* [Data excerpts]:
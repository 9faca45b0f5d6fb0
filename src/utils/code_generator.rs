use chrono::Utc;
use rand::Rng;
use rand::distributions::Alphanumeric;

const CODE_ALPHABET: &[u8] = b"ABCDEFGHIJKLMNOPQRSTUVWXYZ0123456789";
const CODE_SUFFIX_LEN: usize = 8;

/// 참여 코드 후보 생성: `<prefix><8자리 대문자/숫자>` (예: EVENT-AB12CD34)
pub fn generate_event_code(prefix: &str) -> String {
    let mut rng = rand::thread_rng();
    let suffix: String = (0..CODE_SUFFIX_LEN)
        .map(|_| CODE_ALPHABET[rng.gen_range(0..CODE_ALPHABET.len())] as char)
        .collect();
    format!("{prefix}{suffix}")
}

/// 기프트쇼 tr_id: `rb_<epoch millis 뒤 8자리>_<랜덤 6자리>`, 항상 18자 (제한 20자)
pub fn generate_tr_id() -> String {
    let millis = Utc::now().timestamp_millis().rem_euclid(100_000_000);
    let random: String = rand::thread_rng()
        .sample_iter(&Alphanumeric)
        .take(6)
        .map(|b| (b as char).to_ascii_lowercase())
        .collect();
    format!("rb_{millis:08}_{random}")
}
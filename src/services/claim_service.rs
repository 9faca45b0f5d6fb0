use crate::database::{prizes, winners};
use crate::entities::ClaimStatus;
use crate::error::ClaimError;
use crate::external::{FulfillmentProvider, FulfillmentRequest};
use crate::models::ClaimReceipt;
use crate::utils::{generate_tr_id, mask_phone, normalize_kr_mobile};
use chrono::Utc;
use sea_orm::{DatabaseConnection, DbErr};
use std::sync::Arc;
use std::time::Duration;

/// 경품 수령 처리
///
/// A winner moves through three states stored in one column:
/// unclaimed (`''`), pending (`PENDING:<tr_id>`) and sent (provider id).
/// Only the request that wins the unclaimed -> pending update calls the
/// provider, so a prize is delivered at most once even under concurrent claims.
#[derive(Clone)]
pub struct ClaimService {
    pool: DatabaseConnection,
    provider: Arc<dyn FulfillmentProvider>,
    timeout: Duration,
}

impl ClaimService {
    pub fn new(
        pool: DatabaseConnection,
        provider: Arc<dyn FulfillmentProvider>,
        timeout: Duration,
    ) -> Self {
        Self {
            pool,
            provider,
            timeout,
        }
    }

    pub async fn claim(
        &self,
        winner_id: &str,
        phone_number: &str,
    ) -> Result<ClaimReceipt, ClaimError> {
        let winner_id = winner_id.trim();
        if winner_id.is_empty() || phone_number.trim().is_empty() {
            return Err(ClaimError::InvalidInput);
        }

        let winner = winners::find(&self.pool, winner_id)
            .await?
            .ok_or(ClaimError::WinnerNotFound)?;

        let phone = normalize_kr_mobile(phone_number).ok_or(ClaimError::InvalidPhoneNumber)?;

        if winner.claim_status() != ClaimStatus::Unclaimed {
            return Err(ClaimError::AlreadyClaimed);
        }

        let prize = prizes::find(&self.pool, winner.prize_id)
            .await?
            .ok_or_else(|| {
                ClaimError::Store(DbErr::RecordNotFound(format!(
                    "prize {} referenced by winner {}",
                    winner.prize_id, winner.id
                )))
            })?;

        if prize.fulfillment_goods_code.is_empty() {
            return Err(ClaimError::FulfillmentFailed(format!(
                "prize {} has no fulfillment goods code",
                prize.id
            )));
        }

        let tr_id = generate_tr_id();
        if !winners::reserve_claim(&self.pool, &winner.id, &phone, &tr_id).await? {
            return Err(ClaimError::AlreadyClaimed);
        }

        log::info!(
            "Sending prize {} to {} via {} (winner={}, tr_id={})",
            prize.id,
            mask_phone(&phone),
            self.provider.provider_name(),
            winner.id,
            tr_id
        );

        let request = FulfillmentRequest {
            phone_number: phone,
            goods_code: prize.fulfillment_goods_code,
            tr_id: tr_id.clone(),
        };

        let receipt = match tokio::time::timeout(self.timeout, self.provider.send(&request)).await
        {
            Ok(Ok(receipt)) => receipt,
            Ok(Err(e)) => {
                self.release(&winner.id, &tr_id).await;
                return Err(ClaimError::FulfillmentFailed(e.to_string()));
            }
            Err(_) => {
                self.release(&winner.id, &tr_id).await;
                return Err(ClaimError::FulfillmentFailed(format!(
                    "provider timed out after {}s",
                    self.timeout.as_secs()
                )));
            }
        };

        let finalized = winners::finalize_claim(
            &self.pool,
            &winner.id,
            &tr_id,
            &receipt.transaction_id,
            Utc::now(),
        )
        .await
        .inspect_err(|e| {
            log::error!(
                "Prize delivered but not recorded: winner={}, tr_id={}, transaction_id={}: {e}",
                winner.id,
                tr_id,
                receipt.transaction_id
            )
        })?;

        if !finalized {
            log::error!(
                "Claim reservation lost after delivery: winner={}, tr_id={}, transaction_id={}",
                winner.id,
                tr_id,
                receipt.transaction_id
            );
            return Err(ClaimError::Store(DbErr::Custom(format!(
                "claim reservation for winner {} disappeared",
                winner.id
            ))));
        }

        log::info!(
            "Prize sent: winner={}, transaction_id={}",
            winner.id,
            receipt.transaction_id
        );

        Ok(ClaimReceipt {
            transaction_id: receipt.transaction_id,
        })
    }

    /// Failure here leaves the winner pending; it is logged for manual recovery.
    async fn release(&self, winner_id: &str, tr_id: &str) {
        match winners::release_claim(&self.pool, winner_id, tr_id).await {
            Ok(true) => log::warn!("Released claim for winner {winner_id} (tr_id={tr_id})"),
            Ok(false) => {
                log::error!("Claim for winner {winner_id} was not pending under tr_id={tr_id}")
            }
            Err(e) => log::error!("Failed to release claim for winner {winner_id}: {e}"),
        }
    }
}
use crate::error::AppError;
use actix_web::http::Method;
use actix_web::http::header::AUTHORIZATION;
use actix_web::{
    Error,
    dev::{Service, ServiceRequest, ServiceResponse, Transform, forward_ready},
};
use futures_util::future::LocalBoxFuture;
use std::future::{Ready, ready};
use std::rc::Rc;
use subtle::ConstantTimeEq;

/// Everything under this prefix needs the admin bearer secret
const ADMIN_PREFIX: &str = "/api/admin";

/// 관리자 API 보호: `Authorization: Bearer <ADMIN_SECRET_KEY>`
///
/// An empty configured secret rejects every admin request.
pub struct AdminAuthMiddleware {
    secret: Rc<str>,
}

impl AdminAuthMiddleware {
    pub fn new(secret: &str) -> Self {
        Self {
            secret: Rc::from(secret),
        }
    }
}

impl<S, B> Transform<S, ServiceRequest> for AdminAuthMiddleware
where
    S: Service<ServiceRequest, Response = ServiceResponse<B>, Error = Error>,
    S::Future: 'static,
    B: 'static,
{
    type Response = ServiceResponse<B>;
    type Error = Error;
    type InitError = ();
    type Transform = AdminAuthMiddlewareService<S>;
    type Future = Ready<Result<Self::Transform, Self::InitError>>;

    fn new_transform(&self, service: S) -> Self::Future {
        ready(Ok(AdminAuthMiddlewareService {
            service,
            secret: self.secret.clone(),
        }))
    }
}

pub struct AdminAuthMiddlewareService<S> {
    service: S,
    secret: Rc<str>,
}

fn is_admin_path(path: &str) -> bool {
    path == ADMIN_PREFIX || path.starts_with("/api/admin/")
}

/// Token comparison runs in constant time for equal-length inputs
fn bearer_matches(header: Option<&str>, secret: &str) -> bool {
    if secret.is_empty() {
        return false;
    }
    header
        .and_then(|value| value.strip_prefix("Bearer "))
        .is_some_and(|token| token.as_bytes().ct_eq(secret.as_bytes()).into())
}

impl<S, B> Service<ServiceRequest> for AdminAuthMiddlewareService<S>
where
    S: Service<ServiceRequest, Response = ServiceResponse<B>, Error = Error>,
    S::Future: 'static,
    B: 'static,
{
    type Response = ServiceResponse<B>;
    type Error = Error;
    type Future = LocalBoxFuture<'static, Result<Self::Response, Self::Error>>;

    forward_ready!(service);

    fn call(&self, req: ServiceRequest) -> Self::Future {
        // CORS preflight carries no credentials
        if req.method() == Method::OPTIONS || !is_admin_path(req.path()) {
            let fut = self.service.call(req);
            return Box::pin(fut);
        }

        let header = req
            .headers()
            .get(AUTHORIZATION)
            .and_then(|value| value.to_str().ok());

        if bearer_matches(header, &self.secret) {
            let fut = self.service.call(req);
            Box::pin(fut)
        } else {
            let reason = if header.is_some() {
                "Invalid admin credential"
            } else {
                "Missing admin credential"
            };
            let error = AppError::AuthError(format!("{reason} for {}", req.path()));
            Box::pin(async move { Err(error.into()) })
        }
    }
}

* [Your goal]:
Which of the lines in the data hold the string "http"? Report each of them by copying it.

* [Task answer]:
use actix_web::http::Method;
use actix_web::http::header::AUTHORIZATION;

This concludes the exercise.